#### [DIRECTIONS FOR THIS TASK]
Within the entries below, find every line that has the string "StopArea", then copy it.

#### [INPUT MATERIAL]
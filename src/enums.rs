use serde::de::{Deserialize, Deserializer};
use serde::ser::{Serialize, Serializer};

fn serialize_i32_as_str<S: Serializer>(s: S, value: i32) -> Result<S::Ok, S::Error> {
    s.serialize_str(&value.to_string())
}

/// Describes the kind of [crate::objects::Stop]. See `location_type` in `stops.txt`
#[derive(Debug, Default, Copy, Clone, PartialEq, Eq)]
pub enum LocationType {
    /// Stop (or Platform). A location where passengers board or disembark from a transit vehicle
    #[default]
    StopPoint,
    /// Station. A physical structure or area that contains one or more platforms
    StopArea,
    /// A location where passengers can enter or exit a station from the street
    StationEntrance,
    /// A location within a station, not matching any other location type
    GenericNode,
    /// A specific location on a platform, where passengers can board and/or alight vehicles
    BoardingArea,
    /// An unknown value
    Unknown(i32),
}

impl<'de> Deserialize<'de> for LocationType {
    fn deserialize<D>(deserializer: D) -> Result<LocationType, D::Error>
    where
        D: Deserializer<'de>,
    {
        let s: String = String::deserialize(deserializer)?;
        Ok(match s.as_str() {
            "" | "0" => LocationType::StopPoint,
            "1" => LocationType::StopArea,
            "2" => LocationType::StationEntrance,
            "3" => LocationType::GenericNode,
            "4" => LocationType::BoardingArea,
            s => LocationType::Unknown(s.parse().map_err(|_| {
                serde::de::Error::custom(format!(
                    "invalid value for LocationType, must be an integer: {}",
                    s
                ))
            })?),
        })
    }
}

impl Serialize for LocationType {
    fn serialize<S>(&self, serializer: S) -> Result<S::Ok, S::Error>
    where
        S: Serializer,
    {
        serialize_i32_as_str(
            serializer,
            match self {
                LocationType::StopPoint => 0,
                LocationType::StopArea => 1,
                LocationType::StationEntrance => 2,
                LocationType::GenericNode => 3,
                LocationType::BoardingArea => 4,
                LocationType::Unknown(i) => *i,
            },
        )
    }
}

/// Describes if and how a passenger can board or alight the vehicle. See
/// `pickup_type` and `drop_off_type` in `stop_times.txt`
#[derive(Debug, Default, Copy, Clone, PartialEq, Eq)]
pub enum PickupDropOffType {
    /// Regularly scheduled pickup or drop off
    #[default]
    Regular,
    /// No pickup or drop off available
    NotAvailable,
    /// Must phone agency to arrange pickup or drop off
    ArrangeByPhone,
    /// Must coordinate with driver to arrange pickup or drop off
    CoordinateWithDriver,
    /// An unknown value
    Unknown(i32),
}

impl<'de> Deserialize<'de> for PickupDropOffType {
    fn deserialize<D>(deserializer: D) -> Result<PickupDropOffType, D::Error>
    where
        D: Deserializer<'de>,
    {
        let s: String = String::deserialize(deserializer)?;
        Ok(match s.as_str() {
            "" | "0" => PickupDropOffType::Regular,
            "1" => PickupDropOffType::NotAvailable,
            "2" => PickupDropOffType::ArrangeByPhone,
            "3" => PickupDropOffType::CoordinateWithDriver,
            s => PickupDropOffType::Unknown(s.parse().map_err(|_| {
                serde::de::Error::custom(format!(
                    "invalid value for PickupDropOffType, must be an integer: {}",
                    s
                ))
            })?),
        })
    }
}

impl Serialize for PickupDropOffType {
    fn serialize<S>(&self, serializer: S) -> Result<S::Ok, S::Error>
    where
        S: Serializer,
    {
        serialize_i32_as_str(
            serializer,
            match self {
                PickupDropOffType::Regular => 0,
                PickupDropOffType::NotAvailable => 1,
                PickupDropOffType::ArrangeByPhone => 2,
                PickupDropOffType::CoordinateWithDriver => 3,
                PickupDropOffType::Unknown(i) => *i,
            },
        )
    }
}

/// Is the service schedule-based or frequency-based with exact headways. See
/// `exact_times` in `frequencies.txt`
#[derive(Debug, Default, Copy, Clone, PartialEq, Eq)]
pub enum ExactTimes {
    /// Frequency-based trips, headway is approximate
    #[default]
    FrequencyBased,
    /// Schedule-based trips with the exact same headway throughout the day
    ScheduleBased,
}

impl<'de> Deserialize<'de> for ExactTimes {
    fn deserialize<D>(deserializer: D) -> Result<ExactTimes, D::Error>
    where
        D: Deserializer<'de>,
    {
        let s: String = String::deserialize(deserializer)?;
        match s.as_str() {
            "" | "0" => Ok(ExactTimes::FrequencyBased),
            "1" => Ok(ExactTimes::ScheduleBased),
            s => Err(serde::de::Error::custom(format!(
                "invalid value for ExactTimes, expected 0 or 1: {}",
                s
            ))),
        }
    }
}

impl Serialize for ExactTimes {
    fn serialize<S>(&self, serializer: S) -> Result<S::Ok, S::Error>
    where
        S: Serializer,
    {
        serialize_i32_as_str(
            serializer,
            match self {
                ExactTimes::FrequencyBased => 0,
                ExactTimes::ScheduleBased => 1,
            },
        )
    }
}

/// Is the service added or removed on a given date. See `exception_type` in
/// `calendar_dates.txt`
#[derive(Debug, Copy, Clone, PartialEq, Eq)]
pub enum Exception {
    /// Service added for the given date
    Added,
    /// Service removed for the given date
    Deleted,
}

impl<'de> Deserialize<'de> for Exception {
    fn deserialize<D>(deserializer: D) -> Result<Exception, D::Error>
    where
        D: Deserializer<'de>,
    {
        let s: String = String::deserialize(deserializer)?;
        match s.as_str() {
            "1" => Ok(Exception::Added),
            "2" => Ok(Exception::Deleted),
            s => Err(serde::de::Error::custom(format!(
                "invalid value for Exception, expected 1 or 2: {}",
                s
            ))),
        }
    }
}

impl Serialize for Exception {
    fn serialize<S>(&self, serializer: S) -> Result<S::Ok, S::Error>
    where
        S: Serializer,
    {
        serialize_i32_as_str(
            serializer,
            match self {
                Exception::Added => 1,
                Exception::Deleted => 2,
            },
        )
    }
}
//! Geodesic primitives used by the odometer and the clusterizer.
//!
//! Coordinates are `geo_types::Coord` with `x = longitude, y = latitude`, in
//! degrees. All distances are in meters.

use geo_types::Coord;
use rustc_hash::FxHashMap;

/// Mean earth radius, in meters
pub const EARTH_RADIUS: f64 = 6_371_000.0;

/// Great-circle (Haversine) distance between two points, in meters.
///
/// Symmetric, zero for identical points, and obeys the spherical triangle
/// inequality within floating precision.
pub fn orthodromic_distance(a: Coord, b: Coord) -> f64 {
    let (lon_a, lat_a) = (a.x.to_radians(), a.y.to_radians());
    let (lon_b, lat_b) = (b.x.to_radians(), b.y.to_radians());
    let dlon = lon_b - lon_a;
    let dlat = lat_b - lat_a;
    let h = (dlat / 2.0).sin().powi(2) + lat_a.cos() * lat_b.cos() * (dlon / 2.0).sin().powi(2);
    2.0 * h.sqrt().asin() * EARTH_RADIUS
}

/// Distance from point `p` to the segment `[a, b]`, in meters, under a local
/// equirectangular approximation valid at the segment's latitude.
///
/// Returns `(distance, arc_length)` where `arc_length` is the distance from
/// `a` to the projection of `p` onto the segment, clamped to `[0, |ab|]`.
/// A zero-length segment yields the distance to `a` and an arc length of 0.
pub fn orthodromic_seg_distance(p: Coord, a: Coord, b: Coord) -> (f64, f64) {
    // Flat-earth plane centered on a, scaled by cos(lat) on the longitude axis
    let cos_lat = a.y.to_radians().cos();
    let px = (p.x - a.x).to_radians() * cos_lat;
    let py = (p.y - a.y).to_radians();
    let bx = (b.x - a.x).to_radians() * cos_lat;
    let by = (b.y - a.y).to_radians();

    let seg_len2 = bx * bx + by * by;
    let t = if seg_len2 > 0.0 {
        ((px * bx + py * by) / seg_len2).clamp(0.0, 1.0)
    } else {
        0.0
    };
    let dx = px - t * bx;
    let dy = py - t * by;
    let distance = (dx * dx + dy * dy).sqrt() * EARTH_RADIUS;
    let arc_length = t * seg_len2.sqrt() * EARTH_RADIUS;
    (distance, arc_length)
}

/// Memoizing wrapper around [orthodromic_distance], keyed by the 4-tuple of
/// endpoint coordinates. The same stop pairs recur across many trips sharing
/// a route, so hits are frequent.
#[derive(Default)]
pub struct DistanceCache {
    cache: FxHashMap<[u64; 4], f64>,
}

impl DistanceCache {
    /// An empty cache
    pub fn new() -> Self {
        Self::default()
    }

    /// Same as [orthodromic_distance], memoized
    pub fn orthodromic_distance(&mut self, a: Coord, b: Coord) -> f64 {
        let key = [
            a.y.to_bits(),
            a.x.to_bits(),
            b.y.to_bits(),
            b.x.to_bits(),
        ];
        *self
            .cache
            .entry(key)
            .or_insert_with(|| orthodromic_distance(a, b))
    }
}

#[cfg(test)]
mod tests {
    use super::*;

    const NAUTICAL_MILE: f64 = 1853.248;

    fn coord(lat: f64, lon: f64) -> Coord {
        Coord { x: lon, y: lat }
    }

    #[test]
    fn test_distance() {
        let a = coord(0.0, 0.0);
        let b = coord(1.0, 0.0);
        let c = coord(0.0, 1.0);
        assert!(orthodromic_distance(a, a).abs() < 1e-3);
        let dab = orthodromic_distance(a, b);
        let dac = orthodromic_distance(a, c);
        let dbc = orthodromic_distance(b, c);
        assert!((dab - dac).abs() < 1e-3);
        // One minute of latitude is the definition of the nautical mile
        assert!((dab / 60.0 - NAUTICAL_MILE).abs() < 1.0);
        // Spherical triangle inequality
        assert!(dab * dab + dac * dac > dbc * dbc);

        // Longitude shrinks by cos(latitude)
        let f = coord(45.0, 0.0);
        let g = coord(45.0001, 0.0);
        let h = coord(45.0, 0.0001);
        let dfg = orthodromic_distance(f, g);
        let dfh = orthodromic_distance(f, h);
        assert!((dfg * 45f64.to_radians().cos() - dfh).abs() < 1e-3);
    }

    #[test]
    fn test_distance_symmetry() {
        let a = coord(43.7, -79.4);
        let b = coord(45.5, -73.6);
        assert_eq!(
            orthodromic_distance(a, b).to_bits(),
            orthodromic_distance(b, a).to_bits()
        );
    }

    #[test]
    fn test_seg_distance() {
        let a = coord(0.0, 0.0);
        let b = coord(1.0, 0.0);

        // Degenerate segment
        let (d, arc) = orthodromic_seg_distance(a, a, a);
        assert!(d.abs() < 1e-3);
        assert_eq!(arc, 0.0);

        // Endpoints and midpoint lie on the segment
        let (d, arc) = orthodromic_seg_distance(a, a, b);
        assert!(d.abs() < 1e-3);
        assert!(arc.abs() < 1e-3);
        let (d, arc) = orthodromic_seg_distance(b, a, b);
        assert!(d.abs() < 1e-3);
        assert!((arc - orthodromic_distance(a, b)).abs() < 1.0);
        let c = coord(0.5, 0.0);
        let (d, arc) = orthodromic_seg_distance(c, a, b);
        assert!(d.abs() < 1e-3);
        assert!((arc - orthodromic_distance(a, c)).abs() < 1.0);

        // Projection before a clamps to a
        let before = coord(-1.0, 0.0);
        let (d, arc) = orthodromic_seg_distance(before, a, b);
        assert!((d / 60.0 - NAUTICAL_MILE).abs() < 1.0);
        assert_eq!(arc, 0.0);

        // Projection past b clamps to the full segment length
        let past = coord(2.0, 0.0);
        let (d, arc) = orthodromic_seg_distance(past, a, b);
        assert!((d / 60.0 - NAUTICAL_MILE).abs() < 1.0);
        assert!((arc - orthodromic_distance(a, b)).abs() < 1.0);

        // Point abeam of the segment
        let side = coord(0.01, 1.0);
        let (d, _) = orthodromic_seg_distance(side, a, b);
        assert!((d / 60.0 - NAUTICAL_MILE).abs() < 2.0);
    }

    #[test]
    fn test_distance_cache() {
        let mut cache = DistanceCache::new();
        let a = coord(45.0, 0.0);
        let b = coord(45.0, 0.01);
        let d1 = cache.orthodromic_distance(a, b);
        let d2 = cache.orthodromic_distance(a, b);
        assert_eq!(d1.to_bits(), d2.to_bits());
        assert!((d1 - orthodromic_distance(a, b)).abs() < 1e-9);
    }
}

#### [ANSWER TO THIS TASK]
    StopArea,
            "1" => LocationType::StopArea,
                LocationType::StopArea => 1,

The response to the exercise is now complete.